What Is Spray-on Memory?

The world of technology continues to evolve at an accelerated pace. As scientists and technology engineers look for new data storage solutions, it appears Duke University students may have cracked the code. Their latest invention is a spray-on memory, which effectively allows anyone to store data on any type of surface. An interesting concept, but how does it even work?

Is Spray-on Memory Even Feasible?

That is the first question that immediately came to our mind as well. Although it sounds great to use spray-on digital memory on virtually any type of surface one can think of, the bigger question is how well it can preserve data. Duke University students are fairly confident their solution will work as advertised, although is not necessarily a consumer-grade solution.

To put the concept of spray-on memory into perspective, the digital memory is made by using nanoparticle inks and an aerosol jet printer. It is also the world’s first printed digital memory can that will have practical use cases moving forward. The university students feel their solution can be used in simple electronics in the future, which is where most of the use cases for digital memory lie in the first place.

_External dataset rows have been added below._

//! Core error types for streamprov-core

use serde::Serialize;
use streamprov_exec::{ExecError, ExecErrorKind};
use streamprov_inventory::InventoryError;
use streamprov_remote::RemoteError;
use streamprov_template::TemplateError;
use thiserror::Error;

/// Errors surfaced by reconciliation
#[derive(Error, Debug, Clone, PartialEq, Eq, Serialize)]
#[serde(tag = "kind", content = "message", rename_all = "snake_case")]
pub enum ReconcileError {
    /// Host unreachable, authentication refused, or a bound exceeded
    #[error("connection error: {0}")]
    Connection(String),

    /// A remote command exited non-zero or printed nonsense
    #[error("command error: {0}")]
    Command(String),

    /// A post-write or post-restart check did not hold
    #[error("verification error: {0}")]
    Verification(String),

    /// Host absent from inventory, or a required artifact absent
    #[error("not found: {0}")]
    NotFound(String),

    /// Tenant data cannot be provisioned as given
    #[error("invalid tenant: {0}")]
    InvalidTenant(String),

    /// Actor communication error
    #[error("actor communication error: {0}")]
    Actor(String),

    /// Configuration error
    #[error("configuration error: {0}")]
    Config(String),
}

impl ReconcileError {
    #[must_use]
    pub fn is_verification(&self) -> bool {
        matches!(self, ReconcileError::Verification(_))
    }

    #[must_use]
    pub fn is_not_found(&self) -> bool {
        matches!(self, ReconcileError::NotFound(_))
    }
}

impl From<ExecError> for ReconcileError {
    fn from(e: ExecError) -> Self {
        match e.kind() {
            ExecErrorKind::Connection => ReconcileError::Connection(e.to_string()),
            ExecErrorKind::Command => ReconcileError::Command(e.to_string()),
        }
    }
}

impl From<RemoteError> for ReconcileError {
    fn from(e: RemoteError) -> Self {
        match e {
            RemoteError::Exec(inner) => inner.into(),
            RemoteError::Verification(msg) => ReconcileError::Verification(msg),
            other @ (RemoteError::UnexpectedOutput { .. } | RemoteError::WriteFailed { .. }) => {
                ReconcileError::Command(other.to_string())
            }
        }
    }
}

impl From<InventoryError> for ReconcileError {
    fn from(e: InventoryError) -> Self {
        match e {
            InventoryError::HostNotFound(_) | InventoryError::TenantNotFound(_) => {
                ReconcileError::NotFound(e.to_string())
            }
            InventoryError::MissingCredential(_) => ReconcileError::Config(e.to_string()),
            InventoryError::Store(_) => ReconcileError::Connection(e.to_string()),
        }
    }
}

impl From<TemplateError> for ReconcileError {
    fn from(e: TemplateError) -> Self {
        match e {
            TemplateError::PropertyNotFound(_) => ReconcileError::NotFound(e.to_string()),
            TemplateError::MalformedProperty(_) => ReconcileError::Command(e.to_string()),
        }
    }
}

#[cfg(test)]
mod tests {
    use std::time::Duration;

    use super::*;

    #[test]
    fn test_taxonomy_mapping() {
        let timeout: ReconcileError = ExecError::Timeout {
            stage: "connect",
            timeout: Duration::from_secs(30),
        }
        .into();
        assert!(matches!(timeout, ReconcileError::Connection(_)));

        let failed: ReconcileError = RemoteError::Exec(ExecError::CommandFailed {
            status: 1,
            stderr: "no such file".to_string(),
        })
        .into();
        assert!(matches!(failed, ReconcileError::Command(_)));

        let verify: ReconcileError = RemoteError::Verification("inactive".to_string()).into();
        assert!(verify.is_verification());

        let missing: ReconcileError = InventoryError::HostNotFound("10.0.0.9".to_string()).into();
        assert!(missing.is_not_found());
    }

    #[test]
    fn test_serializes_tagged() {
        let json = serde_json::to_value(ReconcileError::Verification("x".to_string())).unwrap();
        assert_eq!(json["kind"], "verification");
        assert!(json["message"].as_str().unwrap() == "x");
    }
}
//! Actor implementations

pub mod tenant;

pub use tenant::{TenantActor, TenantActorArgs};
//! Error types for streamprov-template

use thiserror::Error;

/// Errors raised while editing a rendered descriptor
#[derive(Error, Debug, Clone, PartialEq, Eq)]
pub enum TemplateError {
    /// No `<Property>` block carries this name
    #[error("property not found: {0}")]
    PropertyNotFound(String),

    /// A property block is missing its `<Value>` element
    #[error("malformed property block: {0}")]
    MalformedProperty(String),
}
//! Host credentials and SSH key resolution

use std::env;
use std::fmt;
use std::path::{Path, PathBuf};
use std::sync::atomic::{AtomicU64, Ordering};

use serde::Deserialize;
use tracing::{debug, warn};

/// A secret string that never shows up in `Debug` output or logs
#[derive(Clone, PartialEq, Eq, Deserialize)]
#[serde(transparent)]
pub struct Secret(String);

impl Secret {
    /// Wrap a secret value
    pub fn new(value: impl Into<String>) -> Self {
        Self(value.into())
    }

    /// Access the raw value
    #[must_use]
    pub fn expose(&self) -> &str {
        &self.0
    }
}

impl fmt::Debug for Secret {
    fn fmt(&self, f: &mut fmt::Formatter<'_>) -> fmt::Result {
        f.write_str("Secret(***)")
    }
}

impl From<&str> for Secret {
    fn from(value: &str) -> Self {
        Self::new(value)
    }
}

/// How the root login on a host is authenticated
#[derive(Debug, Clone)]
pub enum Credential {
    /// Password authentication
    Password(Secret),
    /// Private key file on disk
    KeyPath(PathBuf),
    /// Base64-encoded private key held in an environment variable
    KeyEnv(String),
}

impl Credential {
    /// Resolve a key-based credential to a file the SSH library can load
    ///
    /// For `KeyEnv`, decodes base64 and writes to a temp file
    ///
    /// # Errors
    /// Returns `KeyError` for password credentials, unset variables, bad
    /// base64 or key files with open permissions
    pub fn resolve_key(&self) -> Result<ResolvedKey, KeyError> {
        match self {
            Credential::Password(_) => Err(KeyError::NotAKey),
            Credential::KeyPath(path) => {
                if !path.exists() {
                    return Err(KeyError::NotFound(path.display().to_string()));
                }
                validate_key_permissions(path)?;
                Ok(ResolvedKey::Path(path.clone()))
            }
            Credential::KeyEnv(var_name) => {
                let base64_key =
                    env::var(var_name).map_err(|_| KeyError::EnvNotSet(var_name.clone()))?;
                let key_data = base64_decode(&base64_key).map_err(|_| KeyError::InvalidBase64)?;

                let temp_path = write_temp_key(&key_data)?;
                Ok(ResolvedKey::Temp(temp_path))
            }
        }
    }
}

/// Resolved key location
#[derive(Debug)]
pub enum ResolvedKey {
    /// Path to key file
    Path(PathBuf),
    /// Temporary file (will be deleted on drop)
    Temp(PathBuf),
}

impl ResolvedKey {
    /// Get path for SSH library
    #[must_use]
    pub fn path(&self) -> &Path {
        match self {
            ResolvedKey::Path(p) | ResolvedKey::Temp(p) => p,
        }
    }
}

/// Key resolution errors
#[derive(Debug, thiserror::Error)]
pub enum KeyError {
    #[error("credential is a password, not a key")]
    NotAKey,

    #[error("environment variable {0} not set")]
    EnvNotSet(String),

    #[error("invalid base64 encoding")]
    InvalidBase64,

    #[error("key file permissions too open: {0} (should be 600)")]
    BadPermissions(String),

    #[error("key file not found: {0}")]
    NotFound(String),

    #[error("I/O error: {0}")]
    Io(#[from] std::io::Error),
}

fn base64_decode(input: &str) -> Result<Vec<u8>, base64::DecodeError> {
    use base64::Engine;
    base64::engine::general_purpose::STANDARD.decode(input.trim())
}

fn validate_key_permissions(path: &Path) -> Result<(), KeyError> {
    use std::os::unix::fs::PermissionsExt;

    let mode = std::fs::metadata(path)?.permissions().mode();

    // group and other bits must be clear
    if mode & 0o77 != 0 {
        return Err(KeyError::BadPermissions(path.display().to_string()));
    }

    Ok(())
}

// Sessions are opened per command, so several temp keys may be alive at once.
static TEMP_KEY_SEQ: AtomicU64 = AtomicU64::new(0);

fn write_temp_key(key_data: &[u8]) -> Result<PathBuf, KeyError> {
    use std::fs::OpenOptions;
    use std::io::Write;
    use std::os::unix::fs::OpenOptionsExt;

    let seq = TEMP_KEY_SEQ.fetch_add(1, Ordering::Relaxed);
    let temp_path = std::env::temp_dir().join(format!(
        "streamprov_ssh_key_{}_{seq}",
        std::process::id()
    ));

    let mut file = OpenOptions::new()
        .write(true)
        .create_new(true)
        .mode(0o600)
        .open(&temp_path)?;
    file.write_all(key_data)?;

    debug!(path = %temp_path.display(), "wrote temporary SSH key");

    Ok(temp_path)
}

impl Drop for ResolvedKey {
    fn drop(&mut self) {
        if let ResolvedKey::Temp(path) = self
            && let Err(e) = std::fs::remove_file(&*path)
        {
            warn!(path = %path.display(), error = %e, "failed to remove temp key");
        }
    }
}
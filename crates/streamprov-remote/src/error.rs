//! Error types for streamprov-remote

use streamprov_exec::ExecError;
use thiserror::Error;

/// Errors raised by remote file and service operations
#[derive(Error, Debug, Clone)]
pub enum RemoteError {
    /// Transport or command failure from the executor
    #[error(transparent)]
    Exec(#[from] ExecError),

    /// A post-write or post-restart check did not hold
    #[error("verification failed: {0}")]
    Verification(String),

    /// A probe returned something other than its two markers
    #[error("unexpected output from {probe}: {output:?}")]
    UnexpectedOutput {
        /// Which probe ran
        probe: &'static str,
        /// What it printed
        output: String,
    },

    /// Both write strategies failed
    #[error("write to {path} failed (primary: {primary}; fallback: {fallback})")]
    WriteFailed {
        /// Target file
        path: String,
        /// Why the encoded write failed
        primary: String,
        /// Why the literal write failed
        fallback: String,
    },
}

impl RemoteError {
    /// Check if the host could not be reached at all
    #[must_use]
    pub fn is_connection_error(&self) -> bool {
        matches!(self, RemoteError::Exec(e) if e.is_connection_error())
    }

    /// Check if this is a failed post-condition
    #[must_use]
    pub fn is_verification(&self) -> bool {
        matches!(self, RemoteError::Verification(_))
    }
}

For instance, one could use spray-on memory to create programmable surfaces. This concept has been highlighted in various science-fiction movies and TV shows over the past few years, yet appeared to be out of reach up until now. Think about it as turning bendable materials into a programmable electronic device. Although we will not sue pieces of glass and turn them into full-fledged tablets or phones just yet, those types of technological marvels have come one step closer.

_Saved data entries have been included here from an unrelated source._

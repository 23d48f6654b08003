//! `TenantActor`: single writer for one (tenant, host) pair
//!
//! Messages are handled one at a time, so two operations on the same tenant
//! and host never interleave their remote commands.

use std::sync::Arc;

use chrono::{DateTime, Utc};
use kameo::actor::{ActorRef, WeakActorRef};
use kameo::error::ActorStopReason;
use kameo::message::{Context, Message};
use kameo::prelude::*;
use tracing::info;

use crate::engine::Reconciler;
use crate::error::ReconcileError;
use crate::message::{
    BackupTenant, ChangePassword, CreateTenant, GetTenantStatus, PurgeOrphan, RemoveTenant,
    RestoreTenant, SyncTenant, TenantStatus, UpdateTenant,
};
use crate::result::{Operation, OperationResult};
use crate::state::TenantState;
use crate::tenant::TenantKey;

/// Arguments for spawning a `TenantActor`
pub struct TenantActorArgs {
    pub key: TenantKey,
    pub engine: Arc<Reconciler>,
}

/// Per-key actor serializing reconciliation calls
pub struct TenantActor {
    key: TenantKey,
    engine: Arc<Reconciler>,
    state: TenantState,
    last_operation: Option<Operation>,
    last_finished: Option<DateTime<Utc>>,
}

impl TenantActor {
    /// Record where an operation left the tenant
    fn settle(&mut self, result: &OperationResult) {
        let next = TenantState::after(result.outcome);
        if next != self.state {
            info!(key = %self.key, from = %self.state, to = %next, "state transition");
        }
        self.state = next;
        self.last_operation = Some(result.operation);
        self.last_finished = Some(result.finished_at);
    }
}

impl Actor for TenantActor {
    type Args = TenantActorArgs;
    type Error = ReconcileError;

    async fn on_start(args: Self::Args, actor_ref: ActorRef<Self>) -> Result<Self, Self::Error> {
        info!(key = %args.key, id = %actor_ref.id(), "TenantActor starting");

        Ok(Self {
            key: args.key,
            engine: args.engine,
            state: TenantState::Unknown,
            last_operation: None,
            last_finished: None,
        })
    }

    async fn on_stop(
        &mut self,
        _actor_ref: WeakActorRef<Self>,
        reason: ActorStopReason,
    ) -> Result<(), Self::Error> {
        info!(key = %self.key, reason = ?reason, "TenantActor stopping");
        Ok(())
    }
}

// ============================================================================
// Message Handlers
// ============================================================================

impl Message<CreateTenant> for TenantActor {
    type Reply = OperationResult;

    async fn handle(
        &mut self,
        msg: CreateTenant,
        _ctx: &mut Context<Self, Self::Reply>,
    ) -> Self::Reply {
        let result = self.engine.create(&msg.tenant, &self.key.host).await;
        self.settle(&result);
        result
    }
}

impl Message<UpdateTenant> for TenantActor {
    type Reply = OperationResult;

    async fn handle(
        &mut self,
        msg: UpdateTenant,
        _ctx: &mut Context<Self, Self::Reply>,
    ) -> Self::Reply {
        let result = self
            .engine
            .update(&msg.tenant, &self.key.host, &msg.changes)
            .await;
        self.settle(&result);
        result
    }
}

impl Message<SyncTenant> for TenantActor {
    type Reply = OperationResult;

    async fn handle(
        &mut self,
        msg: SyncTenant,
        _ctx: &mut Context<Self, Self::Reply>,
    ) -> Self::Reply {
        let result = self.engine.sync(&msg.tenant, &self.key.host).await;
        self.settle(&result);
        result
    }
}

impl Message<RemoveTenant> for TenantActor {
    type Reply = OperationResult;

    async fn handle(
        &mut self,
        _msg: RemoveTenant,
        _ctx: &mut Context<Self, Self::Reply>,
    ) -> Self::Reply {
        let result = self.engine.remove(&self.key.tenant, &self.key.host).await;
        self.settle(&result);
        result
    }
}

impl Message<PurgeOrphan> for TenantActor {
    type Reply = OperationResult;

    async fn handle(
        &mut self,
        msg: PurgeOrphan,
        _ctx: &mut Context<Self, Self::Reply>,
    ) -> Self::Reply {
        let result = self
            .engine
            .purge_orphan(&self.key.tenant, &msg.session)
            .await;
        self.settle(&result);
        result
    }
}

impl Message<ChangePassword> for TenantActor {
    type Reply = Result<OperationResult, ReconcileError>;

    async fn handle(
        &mut self,
        msg: ChangePassword,
        _ctx: &mut Context<Self, Self::Reply>,
    ) -> Self::Reply {
        let result = self
            .engine
            .change_password(&self.key.tenant, &self.key.host, &msg.secret)
            .await?;
        self.settle(&result);
        Ok(result)
    }
}

impl Message<BackupTenant> for TenantActor {
    type Reply = Result<String, ReconcileError>;

    async fn handle(
        &mut self,
        _msg: BackupTenant,
        _ctx: &mut Context<Self, Self::Reply>,
    ) -> Self::Reply {
        self.engine.backup(&self.key.tenant, &self.key.host).await
    }
}

impl Message<RestoreTenant> for TenantActor {
    type Reply = Result<OperationResult, ReconcileError>;

    async fn handle(
        &mut self,
        msg: RestoreTenant,
        _ctx: &mut Context<Self, Self::Reply>,
    ) -> Self::Reply {
        let result = self
            .engine
            .restore(&self.key.tenant, &self.key.host, &msg.backup)
            .await?;
        self.settle(&result);
        Ok(result)
    }
}

impl Message<GetTenantStatus> for TenantActor {
    type Reply = TenantStatus;

    async fn handle(
        &mut self,
        _msg: GetTenantStatus,
        _ctx: &mut Context<Self, Self::Reply>,
    ) -> Self::Reply {
        TenantStatus {
            key: self.key.clone(),
            state: self.state,
            last_operation: self.last_operation,
            last_finished: self.last_finished,
        }
    }
}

From a practical point of view, the spray-on memory is capable of achieving a write speed of three microseconds. This is on par with most common high-end flash drives, making it quite a powerful data storage solution. It appears the spray-on memory is currently capable of containing as much information as a 4-bit flash drive, although more progress will be made over the next few years.

It is also worth noting this spray-on memory has one major benefit over any other form of data storage. Not only is it possible to rewrite the information multiple times – no specific limit was specified at this time – but it also possible to store data for at least a decade without having to worry about degradation. Most physical data storage solutions won’t last more than five years, which makes the future of spray-on memory look rather bright.

It is good to see university students come up with a nifty solution solving the data storage issues. Right now, there is no feasible way to store information for an extended period of time without building in a ton of redundancy. While spray-on memory will not replace hard drives or data centers anytime soon, it is an interesting concept to look forward to. New data storage solutions are being created on a regular basis, and spray-on memory is quite an innovative concept.